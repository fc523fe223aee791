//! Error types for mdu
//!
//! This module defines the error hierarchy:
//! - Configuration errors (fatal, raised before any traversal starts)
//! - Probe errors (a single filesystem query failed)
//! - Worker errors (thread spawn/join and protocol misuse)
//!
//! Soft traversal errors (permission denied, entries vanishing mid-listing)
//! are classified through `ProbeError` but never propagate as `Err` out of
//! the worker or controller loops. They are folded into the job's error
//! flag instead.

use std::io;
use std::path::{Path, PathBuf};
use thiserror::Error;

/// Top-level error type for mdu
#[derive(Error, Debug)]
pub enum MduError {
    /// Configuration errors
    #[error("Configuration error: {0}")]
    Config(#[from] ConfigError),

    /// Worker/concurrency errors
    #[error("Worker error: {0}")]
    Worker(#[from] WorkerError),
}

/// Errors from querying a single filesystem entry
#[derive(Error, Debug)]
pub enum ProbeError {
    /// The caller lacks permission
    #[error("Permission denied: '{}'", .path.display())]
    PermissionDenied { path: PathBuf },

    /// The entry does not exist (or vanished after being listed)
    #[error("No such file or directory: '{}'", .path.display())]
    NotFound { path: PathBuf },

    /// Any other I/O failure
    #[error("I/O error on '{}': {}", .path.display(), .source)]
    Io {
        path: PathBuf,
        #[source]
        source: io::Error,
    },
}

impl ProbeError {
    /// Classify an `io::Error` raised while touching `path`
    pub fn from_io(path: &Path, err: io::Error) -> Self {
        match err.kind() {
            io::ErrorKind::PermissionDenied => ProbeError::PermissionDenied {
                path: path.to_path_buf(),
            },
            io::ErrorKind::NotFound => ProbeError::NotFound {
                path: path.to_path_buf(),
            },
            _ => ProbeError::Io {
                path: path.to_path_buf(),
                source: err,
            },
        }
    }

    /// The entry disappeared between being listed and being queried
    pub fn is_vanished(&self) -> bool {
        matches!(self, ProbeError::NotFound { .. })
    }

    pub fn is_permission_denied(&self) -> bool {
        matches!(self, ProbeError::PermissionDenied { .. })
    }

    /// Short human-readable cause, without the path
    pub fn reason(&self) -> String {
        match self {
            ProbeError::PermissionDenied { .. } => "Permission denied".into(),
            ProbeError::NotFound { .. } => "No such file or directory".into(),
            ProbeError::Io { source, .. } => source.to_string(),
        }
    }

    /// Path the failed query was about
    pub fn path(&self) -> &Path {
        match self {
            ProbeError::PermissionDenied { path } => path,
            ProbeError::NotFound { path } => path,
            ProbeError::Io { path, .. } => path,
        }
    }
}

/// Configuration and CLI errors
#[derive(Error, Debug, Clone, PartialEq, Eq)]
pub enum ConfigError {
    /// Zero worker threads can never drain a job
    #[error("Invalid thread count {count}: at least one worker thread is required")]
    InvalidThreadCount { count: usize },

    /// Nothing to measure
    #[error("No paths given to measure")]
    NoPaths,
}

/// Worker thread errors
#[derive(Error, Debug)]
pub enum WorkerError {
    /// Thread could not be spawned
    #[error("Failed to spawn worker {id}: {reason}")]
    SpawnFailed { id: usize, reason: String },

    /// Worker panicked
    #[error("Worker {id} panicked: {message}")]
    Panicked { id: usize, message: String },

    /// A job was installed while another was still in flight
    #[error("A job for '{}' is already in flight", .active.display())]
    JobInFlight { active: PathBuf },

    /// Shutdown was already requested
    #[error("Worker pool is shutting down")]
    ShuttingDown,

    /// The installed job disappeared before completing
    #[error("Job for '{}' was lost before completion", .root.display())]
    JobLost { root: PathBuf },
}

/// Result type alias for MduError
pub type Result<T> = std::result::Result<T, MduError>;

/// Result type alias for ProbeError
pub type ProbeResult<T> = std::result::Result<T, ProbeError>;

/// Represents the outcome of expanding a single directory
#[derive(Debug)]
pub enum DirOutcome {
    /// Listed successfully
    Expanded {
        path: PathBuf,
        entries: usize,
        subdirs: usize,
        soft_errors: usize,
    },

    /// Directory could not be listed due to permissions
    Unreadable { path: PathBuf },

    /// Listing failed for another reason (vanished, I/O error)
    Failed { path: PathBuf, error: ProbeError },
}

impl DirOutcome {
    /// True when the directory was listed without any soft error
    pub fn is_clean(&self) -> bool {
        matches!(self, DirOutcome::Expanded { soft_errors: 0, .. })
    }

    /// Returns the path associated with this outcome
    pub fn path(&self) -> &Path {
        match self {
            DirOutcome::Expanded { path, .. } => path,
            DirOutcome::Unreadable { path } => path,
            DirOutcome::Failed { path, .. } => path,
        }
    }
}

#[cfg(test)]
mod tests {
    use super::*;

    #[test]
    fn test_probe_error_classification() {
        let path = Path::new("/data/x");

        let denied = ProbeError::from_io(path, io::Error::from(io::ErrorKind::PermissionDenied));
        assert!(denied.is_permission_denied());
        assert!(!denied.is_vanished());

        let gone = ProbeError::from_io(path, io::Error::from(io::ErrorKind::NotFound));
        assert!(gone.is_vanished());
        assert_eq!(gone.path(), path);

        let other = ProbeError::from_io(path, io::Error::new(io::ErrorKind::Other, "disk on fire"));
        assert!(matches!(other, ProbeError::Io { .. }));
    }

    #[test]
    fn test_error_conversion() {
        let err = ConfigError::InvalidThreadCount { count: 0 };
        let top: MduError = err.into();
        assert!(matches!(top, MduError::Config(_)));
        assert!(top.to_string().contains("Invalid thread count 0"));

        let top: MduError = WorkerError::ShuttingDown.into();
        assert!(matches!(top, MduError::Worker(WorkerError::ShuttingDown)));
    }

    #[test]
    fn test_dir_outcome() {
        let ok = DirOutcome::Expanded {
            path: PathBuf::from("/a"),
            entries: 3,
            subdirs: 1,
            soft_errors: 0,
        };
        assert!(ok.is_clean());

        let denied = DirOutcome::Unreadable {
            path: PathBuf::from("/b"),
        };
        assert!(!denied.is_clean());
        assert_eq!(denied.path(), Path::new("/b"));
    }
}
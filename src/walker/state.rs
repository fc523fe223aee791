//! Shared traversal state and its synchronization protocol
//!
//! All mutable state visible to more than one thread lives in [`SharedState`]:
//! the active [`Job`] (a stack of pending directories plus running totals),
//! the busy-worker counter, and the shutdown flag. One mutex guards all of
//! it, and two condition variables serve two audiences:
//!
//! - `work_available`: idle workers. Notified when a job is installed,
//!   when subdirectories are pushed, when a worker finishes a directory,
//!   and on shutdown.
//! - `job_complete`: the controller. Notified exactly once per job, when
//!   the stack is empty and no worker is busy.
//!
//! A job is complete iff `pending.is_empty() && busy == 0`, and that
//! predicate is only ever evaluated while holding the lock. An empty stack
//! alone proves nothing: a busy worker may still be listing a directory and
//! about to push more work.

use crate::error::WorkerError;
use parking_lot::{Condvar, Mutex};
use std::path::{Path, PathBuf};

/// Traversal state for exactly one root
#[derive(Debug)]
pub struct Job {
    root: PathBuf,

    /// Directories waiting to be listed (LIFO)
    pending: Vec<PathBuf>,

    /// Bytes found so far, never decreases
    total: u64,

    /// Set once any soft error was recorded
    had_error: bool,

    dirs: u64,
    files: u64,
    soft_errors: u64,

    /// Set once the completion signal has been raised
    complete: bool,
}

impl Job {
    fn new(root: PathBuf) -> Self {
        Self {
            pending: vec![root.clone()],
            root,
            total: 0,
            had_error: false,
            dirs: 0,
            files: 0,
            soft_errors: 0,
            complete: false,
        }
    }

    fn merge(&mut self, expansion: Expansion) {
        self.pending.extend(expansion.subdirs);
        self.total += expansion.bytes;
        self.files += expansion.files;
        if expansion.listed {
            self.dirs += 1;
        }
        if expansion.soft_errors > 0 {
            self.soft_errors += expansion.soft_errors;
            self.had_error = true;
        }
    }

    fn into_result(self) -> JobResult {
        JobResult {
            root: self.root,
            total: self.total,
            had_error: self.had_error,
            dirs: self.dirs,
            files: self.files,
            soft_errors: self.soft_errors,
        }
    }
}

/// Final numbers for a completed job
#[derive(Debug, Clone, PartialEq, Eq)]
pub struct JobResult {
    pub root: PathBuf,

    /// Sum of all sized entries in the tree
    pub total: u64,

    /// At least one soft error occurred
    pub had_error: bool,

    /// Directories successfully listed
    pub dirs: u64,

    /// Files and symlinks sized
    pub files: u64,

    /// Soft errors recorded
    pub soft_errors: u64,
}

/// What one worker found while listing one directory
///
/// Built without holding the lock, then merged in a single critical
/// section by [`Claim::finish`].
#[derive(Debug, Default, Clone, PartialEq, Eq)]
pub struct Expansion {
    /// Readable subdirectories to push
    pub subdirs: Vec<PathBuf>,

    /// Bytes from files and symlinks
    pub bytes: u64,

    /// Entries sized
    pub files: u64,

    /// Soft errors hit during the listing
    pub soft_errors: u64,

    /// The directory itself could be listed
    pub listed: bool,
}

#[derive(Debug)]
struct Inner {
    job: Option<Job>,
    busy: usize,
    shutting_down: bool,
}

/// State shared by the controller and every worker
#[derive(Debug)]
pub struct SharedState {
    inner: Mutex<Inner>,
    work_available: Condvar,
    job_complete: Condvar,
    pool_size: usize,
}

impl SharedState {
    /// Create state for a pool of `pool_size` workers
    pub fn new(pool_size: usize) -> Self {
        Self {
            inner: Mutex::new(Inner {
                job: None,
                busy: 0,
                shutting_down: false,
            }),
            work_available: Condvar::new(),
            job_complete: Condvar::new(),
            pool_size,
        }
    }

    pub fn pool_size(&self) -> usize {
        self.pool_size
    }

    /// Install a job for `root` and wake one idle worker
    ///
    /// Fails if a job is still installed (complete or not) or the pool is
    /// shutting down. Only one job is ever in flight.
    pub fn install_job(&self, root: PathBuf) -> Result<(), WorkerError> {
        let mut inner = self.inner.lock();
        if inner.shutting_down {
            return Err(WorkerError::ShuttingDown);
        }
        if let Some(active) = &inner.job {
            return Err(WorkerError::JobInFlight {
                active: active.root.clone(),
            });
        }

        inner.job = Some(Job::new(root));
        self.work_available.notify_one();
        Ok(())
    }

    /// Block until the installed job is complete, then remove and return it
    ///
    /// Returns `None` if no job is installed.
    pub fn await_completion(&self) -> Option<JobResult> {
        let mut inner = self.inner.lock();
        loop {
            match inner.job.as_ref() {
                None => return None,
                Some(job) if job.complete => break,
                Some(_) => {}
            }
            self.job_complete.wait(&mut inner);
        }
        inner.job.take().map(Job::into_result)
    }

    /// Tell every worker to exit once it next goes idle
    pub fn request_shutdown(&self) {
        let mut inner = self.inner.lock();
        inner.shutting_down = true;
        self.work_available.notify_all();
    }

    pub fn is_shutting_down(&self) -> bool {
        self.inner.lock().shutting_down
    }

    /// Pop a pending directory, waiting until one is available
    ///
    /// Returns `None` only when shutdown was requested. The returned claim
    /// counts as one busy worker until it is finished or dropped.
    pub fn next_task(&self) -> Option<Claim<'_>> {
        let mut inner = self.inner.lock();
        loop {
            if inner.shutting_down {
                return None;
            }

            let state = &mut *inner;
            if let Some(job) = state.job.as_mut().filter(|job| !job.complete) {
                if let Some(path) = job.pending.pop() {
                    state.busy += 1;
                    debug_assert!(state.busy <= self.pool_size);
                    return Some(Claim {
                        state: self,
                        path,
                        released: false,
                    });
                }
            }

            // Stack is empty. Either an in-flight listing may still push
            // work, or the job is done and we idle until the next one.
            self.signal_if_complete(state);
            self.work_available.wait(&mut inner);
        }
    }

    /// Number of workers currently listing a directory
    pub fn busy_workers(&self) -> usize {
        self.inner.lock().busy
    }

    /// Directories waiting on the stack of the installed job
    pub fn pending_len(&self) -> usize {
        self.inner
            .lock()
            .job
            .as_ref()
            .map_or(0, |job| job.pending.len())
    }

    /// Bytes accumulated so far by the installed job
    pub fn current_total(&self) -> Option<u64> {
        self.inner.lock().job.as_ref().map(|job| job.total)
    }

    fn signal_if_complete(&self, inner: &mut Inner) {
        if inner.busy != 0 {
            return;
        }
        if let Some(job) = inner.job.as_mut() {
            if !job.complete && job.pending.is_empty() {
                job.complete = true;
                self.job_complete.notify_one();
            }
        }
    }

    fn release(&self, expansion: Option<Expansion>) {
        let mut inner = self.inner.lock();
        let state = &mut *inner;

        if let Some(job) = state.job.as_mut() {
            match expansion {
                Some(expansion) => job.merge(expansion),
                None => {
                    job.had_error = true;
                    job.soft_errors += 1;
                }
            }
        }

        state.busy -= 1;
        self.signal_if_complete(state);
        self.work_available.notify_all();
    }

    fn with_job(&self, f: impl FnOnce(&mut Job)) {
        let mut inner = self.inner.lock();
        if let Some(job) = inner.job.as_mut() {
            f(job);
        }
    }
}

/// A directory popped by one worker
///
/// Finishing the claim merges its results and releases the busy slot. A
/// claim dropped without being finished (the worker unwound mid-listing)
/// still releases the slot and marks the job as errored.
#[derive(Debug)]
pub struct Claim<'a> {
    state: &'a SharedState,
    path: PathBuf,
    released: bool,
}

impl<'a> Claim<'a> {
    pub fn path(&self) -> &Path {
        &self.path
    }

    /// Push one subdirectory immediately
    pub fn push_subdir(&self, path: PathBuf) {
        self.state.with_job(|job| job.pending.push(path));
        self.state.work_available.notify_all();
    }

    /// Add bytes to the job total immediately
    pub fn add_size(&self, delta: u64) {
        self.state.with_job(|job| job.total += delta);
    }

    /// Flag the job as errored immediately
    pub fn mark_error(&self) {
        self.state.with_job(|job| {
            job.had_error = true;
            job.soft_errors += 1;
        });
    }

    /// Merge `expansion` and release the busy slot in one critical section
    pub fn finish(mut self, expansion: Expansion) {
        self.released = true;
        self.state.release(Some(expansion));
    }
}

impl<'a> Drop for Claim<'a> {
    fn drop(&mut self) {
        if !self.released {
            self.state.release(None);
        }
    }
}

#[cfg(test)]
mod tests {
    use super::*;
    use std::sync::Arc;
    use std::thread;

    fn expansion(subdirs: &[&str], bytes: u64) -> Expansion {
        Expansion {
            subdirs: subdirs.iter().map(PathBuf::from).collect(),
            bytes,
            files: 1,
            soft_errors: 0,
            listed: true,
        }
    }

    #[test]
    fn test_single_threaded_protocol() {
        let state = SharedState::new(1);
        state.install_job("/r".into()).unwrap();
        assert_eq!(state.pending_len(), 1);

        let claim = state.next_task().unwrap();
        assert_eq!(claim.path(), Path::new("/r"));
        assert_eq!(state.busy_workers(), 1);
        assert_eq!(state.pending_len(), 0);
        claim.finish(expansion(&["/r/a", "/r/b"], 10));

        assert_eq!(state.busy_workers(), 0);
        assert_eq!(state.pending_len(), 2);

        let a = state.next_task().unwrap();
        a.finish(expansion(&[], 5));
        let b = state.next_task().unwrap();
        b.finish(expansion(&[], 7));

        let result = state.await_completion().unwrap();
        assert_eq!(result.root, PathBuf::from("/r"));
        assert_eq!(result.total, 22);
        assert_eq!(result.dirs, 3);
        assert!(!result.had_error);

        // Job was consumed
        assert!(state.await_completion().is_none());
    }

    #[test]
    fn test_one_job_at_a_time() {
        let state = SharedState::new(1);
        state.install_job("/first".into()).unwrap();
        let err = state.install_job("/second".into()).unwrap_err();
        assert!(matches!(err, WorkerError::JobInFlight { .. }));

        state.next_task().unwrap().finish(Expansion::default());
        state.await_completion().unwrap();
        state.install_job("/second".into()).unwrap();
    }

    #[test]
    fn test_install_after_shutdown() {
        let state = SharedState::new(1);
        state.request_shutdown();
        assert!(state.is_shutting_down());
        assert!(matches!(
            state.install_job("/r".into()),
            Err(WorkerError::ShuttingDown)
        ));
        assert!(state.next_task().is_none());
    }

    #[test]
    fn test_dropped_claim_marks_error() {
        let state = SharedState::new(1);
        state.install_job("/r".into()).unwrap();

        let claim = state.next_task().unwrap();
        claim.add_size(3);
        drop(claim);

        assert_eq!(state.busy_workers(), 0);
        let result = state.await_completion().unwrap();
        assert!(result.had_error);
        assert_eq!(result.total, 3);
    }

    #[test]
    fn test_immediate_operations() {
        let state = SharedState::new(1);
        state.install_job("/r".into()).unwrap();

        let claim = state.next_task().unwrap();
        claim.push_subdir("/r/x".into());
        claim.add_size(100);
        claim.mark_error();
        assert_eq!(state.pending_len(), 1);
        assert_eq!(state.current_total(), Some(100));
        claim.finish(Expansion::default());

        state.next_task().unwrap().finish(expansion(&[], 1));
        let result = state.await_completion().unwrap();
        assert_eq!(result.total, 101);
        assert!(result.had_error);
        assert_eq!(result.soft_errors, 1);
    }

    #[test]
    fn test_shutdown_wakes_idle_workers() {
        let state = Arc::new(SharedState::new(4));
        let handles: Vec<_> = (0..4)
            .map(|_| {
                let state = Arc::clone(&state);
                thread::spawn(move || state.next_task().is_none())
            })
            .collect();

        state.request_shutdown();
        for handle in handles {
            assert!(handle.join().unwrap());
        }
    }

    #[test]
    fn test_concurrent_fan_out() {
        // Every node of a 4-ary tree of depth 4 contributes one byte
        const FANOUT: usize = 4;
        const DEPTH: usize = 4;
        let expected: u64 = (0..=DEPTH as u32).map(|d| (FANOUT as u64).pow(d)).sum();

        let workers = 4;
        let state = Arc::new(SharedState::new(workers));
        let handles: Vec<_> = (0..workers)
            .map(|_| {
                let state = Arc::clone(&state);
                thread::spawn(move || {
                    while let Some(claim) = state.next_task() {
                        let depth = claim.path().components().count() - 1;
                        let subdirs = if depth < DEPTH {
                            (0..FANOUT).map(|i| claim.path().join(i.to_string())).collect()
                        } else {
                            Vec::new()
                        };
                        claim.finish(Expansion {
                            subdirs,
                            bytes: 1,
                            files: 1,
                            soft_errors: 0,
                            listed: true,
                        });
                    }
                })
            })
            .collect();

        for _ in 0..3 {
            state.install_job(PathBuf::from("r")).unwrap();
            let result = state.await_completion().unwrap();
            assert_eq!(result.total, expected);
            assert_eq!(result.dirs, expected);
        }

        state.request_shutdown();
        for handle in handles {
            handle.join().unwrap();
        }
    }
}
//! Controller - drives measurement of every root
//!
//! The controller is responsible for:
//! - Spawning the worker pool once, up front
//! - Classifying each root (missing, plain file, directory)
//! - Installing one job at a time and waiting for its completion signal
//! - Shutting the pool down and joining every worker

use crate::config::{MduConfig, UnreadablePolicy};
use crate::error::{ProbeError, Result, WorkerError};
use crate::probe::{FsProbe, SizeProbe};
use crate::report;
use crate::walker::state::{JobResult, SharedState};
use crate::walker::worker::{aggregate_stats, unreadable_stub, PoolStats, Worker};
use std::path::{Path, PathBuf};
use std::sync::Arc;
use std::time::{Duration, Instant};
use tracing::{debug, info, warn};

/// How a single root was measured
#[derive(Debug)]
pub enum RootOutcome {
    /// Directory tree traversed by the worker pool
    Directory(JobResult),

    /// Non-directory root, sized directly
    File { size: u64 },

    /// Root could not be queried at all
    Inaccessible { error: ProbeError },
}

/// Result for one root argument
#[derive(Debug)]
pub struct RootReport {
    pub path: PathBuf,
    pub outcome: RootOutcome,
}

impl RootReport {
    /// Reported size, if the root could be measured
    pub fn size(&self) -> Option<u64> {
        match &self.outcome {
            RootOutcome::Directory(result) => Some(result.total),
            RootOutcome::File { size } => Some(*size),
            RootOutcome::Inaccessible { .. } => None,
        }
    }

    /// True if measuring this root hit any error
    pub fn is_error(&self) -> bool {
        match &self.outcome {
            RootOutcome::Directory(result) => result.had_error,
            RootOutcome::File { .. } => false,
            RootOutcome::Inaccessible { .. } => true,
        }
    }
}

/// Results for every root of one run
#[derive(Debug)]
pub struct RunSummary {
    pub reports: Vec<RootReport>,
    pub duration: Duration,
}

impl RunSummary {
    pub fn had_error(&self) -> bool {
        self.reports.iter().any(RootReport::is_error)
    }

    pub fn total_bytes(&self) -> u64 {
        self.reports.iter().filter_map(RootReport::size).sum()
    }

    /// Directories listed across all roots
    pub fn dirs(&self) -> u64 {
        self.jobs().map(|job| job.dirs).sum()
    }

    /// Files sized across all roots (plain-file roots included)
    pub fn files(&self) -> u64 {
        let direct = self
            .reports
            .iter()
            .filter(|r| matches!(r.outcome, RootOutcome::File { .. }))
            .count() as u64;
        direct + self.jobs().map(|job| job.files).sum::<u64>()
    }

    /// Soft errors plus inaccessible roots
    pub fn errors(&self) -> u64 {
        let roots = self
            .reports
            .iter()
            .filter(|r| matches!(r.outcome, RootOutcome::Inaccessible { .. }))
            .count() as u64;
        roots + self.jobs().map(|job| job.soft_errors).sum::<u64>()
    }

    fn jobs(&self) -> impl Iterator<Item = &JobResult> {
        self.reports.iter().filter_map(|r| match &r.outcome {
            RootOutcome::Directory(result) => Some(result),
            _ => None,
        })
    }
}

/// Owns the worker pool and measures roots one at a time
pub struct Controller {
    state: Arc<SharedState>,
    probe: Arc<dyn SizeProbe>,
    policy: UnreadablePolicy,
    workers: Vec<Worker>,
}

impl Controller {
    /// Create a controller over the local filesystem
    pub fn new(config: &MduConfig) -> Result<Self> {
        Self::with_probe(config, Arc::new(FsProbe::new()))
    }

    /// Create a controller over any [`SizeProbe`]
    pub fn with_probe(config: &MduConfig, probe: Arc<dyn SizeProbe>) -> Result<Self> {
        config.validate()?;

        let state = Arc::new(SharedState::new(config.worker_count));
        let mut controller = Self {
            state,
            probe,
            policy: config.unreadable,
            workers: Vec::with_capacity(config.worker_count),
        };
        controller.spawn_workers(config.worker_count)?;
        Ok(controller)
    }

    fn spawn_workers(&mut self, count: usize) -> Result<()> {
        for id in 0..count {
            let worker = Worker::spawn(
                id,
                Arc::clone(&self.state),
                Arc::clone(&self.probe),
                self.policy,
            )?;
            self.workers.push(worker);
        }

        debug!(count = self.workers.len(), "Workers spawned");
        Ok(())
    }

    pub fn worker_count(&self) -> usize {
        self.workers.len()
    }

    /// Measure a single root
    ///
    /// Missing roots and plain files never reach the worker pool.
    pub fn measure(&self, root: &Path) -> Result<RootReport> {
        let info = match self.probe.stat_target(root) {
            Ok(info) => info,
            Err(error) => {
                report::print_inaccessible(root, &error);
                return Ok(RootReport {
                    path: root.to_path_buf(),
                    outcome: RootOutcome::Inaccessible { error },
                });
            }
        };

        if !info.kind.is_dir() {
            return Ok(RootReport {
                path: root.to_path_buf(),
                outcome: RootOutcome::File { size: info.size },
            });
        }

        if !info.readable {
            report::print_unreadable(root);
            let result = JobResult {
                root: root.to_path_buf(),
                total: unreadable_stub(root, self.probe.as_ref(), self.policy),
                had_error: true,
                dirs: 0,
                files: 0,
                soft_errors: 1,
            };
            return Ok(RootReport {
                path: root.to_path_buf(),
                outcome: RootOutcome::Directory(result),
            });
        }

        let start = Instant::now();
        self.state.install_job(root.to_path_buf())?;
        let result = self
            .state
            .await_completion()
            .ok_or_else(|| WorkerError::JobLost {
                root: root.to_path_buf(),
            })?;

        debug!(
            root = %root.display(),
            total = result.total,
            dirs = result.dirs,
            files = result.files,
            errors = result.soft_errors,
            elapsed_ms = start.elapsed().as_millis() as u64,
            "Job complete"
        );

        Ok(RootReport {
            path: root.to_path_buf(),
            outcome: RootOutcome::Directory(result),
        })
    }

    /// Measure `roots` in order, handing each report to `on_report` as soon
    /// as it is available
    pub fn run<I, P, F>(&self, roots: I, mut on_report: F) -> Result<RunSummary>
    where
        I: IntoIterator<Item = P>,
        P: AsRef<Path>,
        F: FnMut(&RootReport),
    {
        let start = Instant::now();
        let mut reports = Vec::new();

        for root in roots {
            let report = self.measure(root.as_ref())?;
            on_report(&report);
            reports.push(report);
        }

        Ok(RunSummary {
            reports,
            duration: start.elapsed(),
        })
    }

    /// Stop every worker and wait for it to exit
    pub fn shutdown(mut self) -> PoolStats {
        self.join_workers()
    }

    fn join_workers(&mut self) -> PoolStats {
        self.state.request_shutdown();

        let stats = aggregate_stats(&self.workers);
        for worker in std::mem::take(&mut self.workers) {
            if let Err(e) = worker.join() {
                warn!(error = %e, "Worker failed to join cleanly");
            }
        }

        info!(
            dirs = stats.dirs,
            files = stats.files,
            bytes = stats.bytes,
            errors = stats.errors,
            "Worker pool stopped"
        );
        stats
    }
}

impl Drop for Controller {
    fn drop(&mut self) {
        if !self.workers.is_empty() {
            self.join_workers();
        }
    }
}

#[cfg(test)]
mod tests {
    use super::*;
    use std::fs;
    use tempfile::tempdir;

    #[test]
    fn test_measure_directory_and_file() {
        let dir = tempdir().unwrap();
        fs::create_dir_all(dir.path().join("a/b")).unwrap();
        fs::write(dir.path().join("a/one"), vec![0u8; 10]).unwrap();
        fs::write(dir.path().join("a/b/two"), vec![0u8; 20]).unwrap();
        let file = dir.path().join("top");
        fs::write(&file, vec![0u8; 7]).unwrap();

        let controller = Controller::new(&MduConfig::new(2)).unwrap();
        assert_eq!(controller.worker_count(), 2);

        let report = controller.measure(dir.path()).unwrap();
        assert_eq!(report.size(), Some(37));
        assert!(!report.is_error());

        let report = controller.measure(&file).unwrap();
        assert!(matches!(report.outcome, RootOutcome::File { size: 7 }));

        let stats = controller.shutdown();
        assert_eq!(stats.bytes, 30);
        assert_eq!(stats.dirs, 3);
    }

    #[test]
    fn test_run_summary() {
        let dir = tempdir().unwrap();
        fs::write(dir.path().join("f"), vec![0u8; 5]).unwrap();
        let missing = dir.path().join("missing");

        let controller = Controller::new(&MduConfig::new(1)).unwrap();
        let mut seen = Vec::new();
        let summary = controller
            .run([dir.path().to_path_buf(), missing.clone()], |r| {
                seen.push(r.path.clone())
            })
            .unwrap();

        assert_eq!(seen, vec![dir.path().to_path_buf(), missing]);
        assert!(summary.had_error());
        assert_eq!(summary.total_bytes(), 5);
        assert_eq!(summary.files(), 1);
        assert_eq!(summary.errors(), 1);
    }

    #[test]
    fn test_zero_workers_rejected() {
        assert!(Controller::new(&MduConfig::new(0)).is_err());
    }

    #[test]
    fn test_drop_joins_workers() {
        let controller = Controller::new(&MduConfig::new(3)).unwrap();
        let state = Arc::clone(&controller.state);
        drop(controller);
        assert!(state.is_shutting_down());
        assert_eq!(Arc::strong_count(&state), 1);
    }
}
·····
Task objective => A complete answer lists each line of the data that holds the word "then".

Answer below =>
/// Built without holding the lock, then merged in a single critical
    /// Block until the installed job is complete, then remove and return it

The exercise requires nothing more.